*What is being asked*. Produce again, without any change, the lines running from the one with "broadcast the shutdown" through the final line of the data below, and only those.

*Source records*.
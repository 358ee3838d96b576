use std::{net::SocketAddr, sync::Arc};

use mailsender_common::{Signal, Status, internal, tracing};
use mailsender_delivery::{
    DeliveryConfig, Queue, QueueChannels, QueueConfig, RateLimitConfig, RateLimiter,
    SmtpConnector, WorkerPool,
};
use mailsender_storage::StorageConfig;
use serde::Deserialize;
use tokio::{
    sync::{broadcast, mpsc, oneshot},
    task::JoinHandle,
};

use crate::bridge::{IntakeConfig, IntakeServer, Notifier, NotifyConfig};

/// The whole service, as read from the configuration file
///
/// ```ron
/// MailSender (
///     storage: File(path: "/var/lib/mailsender"),
///     limiter: (period_secs: 5, max_per_period: 5),
///     delivery: (
///         workers: 4,
///         smtp: (host: "smtp.example.com", username: "bot@example.com", password: "..."),
///     ),
///     intake: (listen_address: "0.0.0.0:8000"),
///     notify: Stdout,
/// )
/// ```
#[derive(Debug, Default, Deserialize)]
pub struct MailSender {
    #[serde(default)]
    pub storage: StorageConfig,
    #[serde(default)]
    pub limiter: RateLimitConfig,
    #[serde(default)]
    pub delivery: DeliveryConfig,
    #[serde(default)]
    pub queue: QueueConfig,
    #[serde(default)]
    pub intake: IntakeConfig,
    #[serde(default)]
    pub notify: NotifyConfig,
}

/// A started service
///
/// Every component is running. Call [`Running::wait_for_signal`] and then
/// [`Running::finish`], or use [`MailSender::run`] which does both.
pub struct Running {
    intake_addr: SocketAddr,
    shutdown: broadcast::Sender<Signal>,
    signals: broadcast::Receiver<Signal>,
    completed: oneshot::Receiver<()>,
    queue: JoinHandle<()>,
    limiter: JoinHandle<()>,
    intake: JoinHandle<crate::error::Result<()>>,
    notifier: JoinHandle<crate::error::Result<()>>,
}

impl MailSender {
    /// Run this service until it is told to stop, then shut down gracefully
    ///
    /// # Errors
    ///
    /// Returns an error if any component fails to start.
    pub async fn run(self) -> anyhow::Result<()> {
        let mut running = self.start().await?;
        running.wait_for_signal().await?;
        running.finish().await
    }

    /// Open storage, bind the intake, connect the delivery sessions and start
    /// every loop
    ///
    /// # Errors
    ///
    /// Returns an error if the configuration is invalid, storage cannot be
    /// opened, the intake cannot bind, the notification sink cannot be opened
    /// or not a single delivery session can be established.
    pub async fn start(self) -> anyhow::Result<Running> {
        internal!("Controller starting");

        let limiter = Arc::new(RateLimiter::from_config(&self.limiter)?);
        let capacity = self.queue.channel_capacity.max(1);

        let (shutdown, signals) = broadcast::channel(16);
        let (inbound, intake) = mpsc::channel(capacity);
        let (outbound, published) = mpsc::channel(capacity);
        let (to_pool, pool_intake) = mpsc::channel(capacity);
        let (pool_done, from_pool) = mpsc::channel(capacity);

        let storage = self.storage.into_storage().await?;
        let intake_server = IntakeServer::bind(&self.intake, inbound, shutdown.clone()).await?;
        let intake_addr = intake_server.local_addr()?;
        let notifier = Notifier::open(&self.notify).await?;

        let limiter_task = {
            let limiter = Arc::clone(&limiter);
            let signal = shutdown.subscribe();
            tokio::spawn(async move { limiter.run(signal).await })
        };

        let connector = Arc::new(SmtpConnector::new(self.delivery.smtp));
        let pool = WorkerPool::new(
            connector,
            limiter,
            pool_intake,
            pool_done,
            self.delivery.workers,
        );

        let barrier = match pool.run(shutdown.subscribe()).await {
            Ok(barrier) => barrier,
            Err(e) => {
                let _ = shutdown.send(Signal::Shutdown);
                let _ = limiter_task.await;
                if let Err(e) = storage.close().await {
                    tracing::warn!("Failed to close storage: {e}");
                }
                return Err(e.into());
            }
        };

        let (done, completed) = oneshot::channel();
        let queue = Queue::new(
            storage,
            QueueChannels {
                intake,
                outbound,
                to_pool,
                from_pool,
            },
            barrier,
            done,
            self.queue,
        );

        let queue_task = tokio::spawn(queue.run(shutdown.subscribe(), Status::Awaiting));
        let notifier_task = tokio::spawn(notifier.run(published));
        let intake_task = tokio::spawn(intake_server.serve(shutdown.subscribe()));

        internal!(level = INFO, "mailsender running, intake on {intake_addr}");

        Ok(Running {
            intake_addr,
            shutdown,
            signals,
            completed,
            queue: queue_task,
            limiter: limiter_task,
            intake: intake_task,
            notifier: notifier_task,
        })
    }
}

impl Running {
    /// Where the intake is listening
    pub const fn intake_addr(&self) -> SocketAddr {
        self.intake_addr
    }

    /// Ask every component to stop
    pub fn shutdown(&self) {
        if self.shutdown.send(Signal::Shutdown).is_err() {
            tracing::debug!("Every component has already stopped");
        }
    }

    /// Wait for CTRL+C, SIGTERM or a shutdown requested by a component
    /// (such as the intake's halt endpoint), then broadcast the shutdown
    ///
    /// # Errors
    ///
    /// Returns an error if the signal handlers cannot be installed.
    pub async fn wait_for_signal(&mut self) -> anyhow::Result<()> {
        let mut terminate =
            tokio::signal::unix::signal(tokio::signal::unix::SignalKind::terminate())?;

        tokio::select! {
            _ = tokio::signal::ctrl_c() => {
                internal!(level = INFO, "CTRL+C entered -- Enter it again to force shutdown");
            }
            _ = terminate.recv() => {
                internal!(level = INFO, "Terminate Signal received, shutting down");
            }
            _ = self.signals.recv() => {
                internal!(level = INFO, "Shutdown requested, shutting down");
            }
        }

        self.shutdown();
        Ok(())
    }

    /// Wait for every component to stop
    ///
    /// A second CTRL+C abandons the wait.
    ///
    /// # Errors
    ///
    /// Returns an error if a component task panicked or the intake failed.
    pub async fn finish(self) -> anyhow::Result<()> {
        let Self {
            completed,
            queue,
            limiter,
            intake,
            notifier,
            ..
        } = self;

        tokio::select! {
            joined = queue => joined?,
            _ = tokio::signal::ctrl_c() => {
                tracing::warn!("Forced shutdown, letters still processing are recovered on the next start");
                return Ok(());
            }
        }

        if completed.await.is_err() {
            tracing::warn!("Queue stopped without signalling completion");
        }

        limiter.await?;
        intake.await??;

        // The queue owned the only outbound sender, so the notifier drains and stops
        if let Err(e) = notifier.await? {
            tracing::error!("Notifier failed while stopping: {e}");
        }

        internal!(level = INFO, "Shutdown complete");
        Ok(())
    }
}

*Exercise answer*.
    /// (such as the intake's halt endpoint), then broadcast the shutdown
    ///
    /// # Errors
    ///
    /// Returns an error if the signal handlers cannot be installed.
    pub async fn wait_for_signal(&mut self) -> anyhow::Result<()> {
        let mut terminate =
            tokio::signal::unix::signal(tokio::signal::unix::SignalKind::terminate())?;

        tokio::select! {
            _ = tokio::signal::ctrl_c() => {
                internal!(level = INFO, "CTRL+C entered -- Enter it again to force shutdown");
            }
            _ = terminate.recv() => {
                internal!(level = INFO, "Terminate Signal received, shutting down");
            }
            _ = self.signals.recv() => {
                internal!(level = INFO, "Shutdown requested, shutting down");
            }
        }

        self.shutdown();
        Ok(())
    }

    /// Wait for every component to stop
    ///
    /// A second CTRL+C abandons the wait.
    ///
    /// # Errors
    ///
    /// Returns an error if a component task panicked or the intake failed.
    pub async fn finish(self) -> anyhow::Result<()> {
        let Self {
            completed,
            queue,
            limiter,
            intake,
            notifier,
            ..
        } = self;

        tokio::select! {
            joined = queue => joined?,
            _ = tokio::signal::ctrl_c() => {
                tracing::warn!("Forced shutdown, letters still processing are recovered on the next start");
                return Ok(());
            }
        }

        if completed.await.is_err() {
            tracing::warn!("Queue stopped without signalling completion");
        }

        limiter.await?;
        intake.await??;

        // The queue owned the only outbound sender, so the notifier drains and stops
        if let Err(e) = notifier.await? {
            tracing::error!("Notifier failed while stopping: {e}");
        }

        internal!(level = INFO, "Shutdown complete");
        Ok(())
    }
}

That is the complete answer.